The zeta potential is dependent on the surface charge which develops when ZnO is placed in a liquid. It is commonly used to predict and control dispersion stability. Figure 3(c) shows an average zeta potential of ZnO NPs extracted from the washing water for ZnO- coated cotton fabrics49. Zeta potential value gives information on to the stability of the synthesized nanoparticles. The value of zeta potential of the precipitated ZnO NPs after dilution is depicted from Fig. 3(c) to be 11.4 mV. Also, the value of the conductivity was estimated to be 1.06 mS/cm. The resulted values refer to the proper stability of ZnO NPs without noticeable aggregation.

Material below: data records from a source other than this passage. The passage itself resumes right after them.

//! One row of the Kepler objects-of-interest catalog.

use std::fmt;

use serde::{Deserialize, Serialize};

/// Kepler input catalog identifier of the host star.
#[derive(Debug, Clone, Copy, PartialEq, Eq, Hash, PartialOrd, Ord, Serialize, Deserialize)]
#[serde(transparent)]
pub struct StarId(pub u64);

impl fmt::Display for StarId {
    fn fmt(&self, f: &mut fmt::Formatter<'_>) -> fmt::Result {
        write!(f, "KIC {}", self.0)
    }
}

/// A single exoplanet candidate as it appears in the source JSON.
///
/// Numeric attributes are optional because the catalog has gaps; consumers
/// decide their own fallbacks (see [`planet_radius`](Self::planet_radius)).
#[derive(Debug, Clone, PartialEq, Serialize, Deserialize)]
pub struct ExoplanetRecord {
    /// Host star identifier.
    #[serde(alias = "starId")]
    pub kepid: StarId,
    /// KOI designation, e.g. `K00752.01`.
    #[serde(default)]
    pub kepoi_name: Option<String>,
    /// Alternate KOI name.
    #[serde(default)]
    pub koi_name: Option<String>,
    /// Confirmed Kepler name, when the candidate was confirmed.
    #[serde(default)]
    pub kepler_name: Option<String>,
    /// Orbital period in days.
    #[serde(default)]
    pub koi_period: Option<f64>,
    /// Planetary radius in Earth radii.
    #[serde(default)]
    pub koi_prad: Option<f64>,
    /// Equilibrium temperature in Kelvin.
    #[serde(default)]
    pub koi_teq: Option<f64>,
    /// Kepler-band magnitude of the host star.
    #[serde(default)]
    pub koi_kepmag: Option<f64>,
    /// Insolation flux relative to Earth.
    #[serde(default)]
    pub koi_insol: Option<f64>,
    /// Right ascension, sexagesimal string.
    #[serde(default)]
    pub ra_str: Option<String>,
    /// Declination, sexagesimal string.
    #[serde(default)]
    pub dec_str: Option<String>,
}

impl ExoplanetRecord {
    /// Minimal record for a star, all attributes absent.
    pub fn new(kepid: u64) -> Self {
        Self {
            kepid: StarId(kepid),
            kepoi_name: None,
            koi_name: None,
            kepler_name: None,
            koi_period: None,
            koi_prad: None,
            koi_teq: None,
            koi_kepmag: None,
            koi_insol: None,
            ra_str: None,
            dec_str: None,
        }
    }

    /// Visual radius: `koi_prad` when present and positive, otherwise 1.
    pub fn planet_radius(&self) -> f32 {
        match self.koi_prad {
            Some(r) if r > 0.0 && r.is_finite() => r as f32,
            _ => 1.0,
        }
    }

    /// Best display name: Kepler name, then KOI designation, then the star id.
    pub fn display_name(&self) -> String {
        self.kepler_name
            .as_deref()
            .or(self.kepoi_name.as_deref())
            .map(str::to_string)
            .unwrap_or_else(|| self.kepid.to_string())
    }
}
//! Pointer and keyboard input: per-frame device state from winit events and
//! the bindings that turn it into explorer controls.

pub mod bindings;
pub mod keyboard;
pub mod mouse;

pub use bindings::{ControlAction, ControlBindings, ControlKind, parse_key_code, resolve_controls};
pub use keyboard::{KeyboardState, RawKeyEvent};
pub use mouse::MouseState;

Particle size distribution was measured by using ZS Malvern Zetasizer device coupled with an automatic titrator based on DLS and shown in Fig. 3(d). As shown in this figure, the size is polydisperse with three broad peaks centered at 82.4, 380.97, 5739.2 nm. This size is expected to be larger than the particle size that can be estimated from SEM image and XRD chart in Figs 1(c) and 2. This is because the aggregation of ZnO NPs in the aqueous solution in the case of DLS technique while no aggregation can occur in the case of SEM or XRD (the samples are measured in the dry state). Particle size obtained from DLS occurs in a solution form, so the nanoparticles may be swelled with time while measuring50.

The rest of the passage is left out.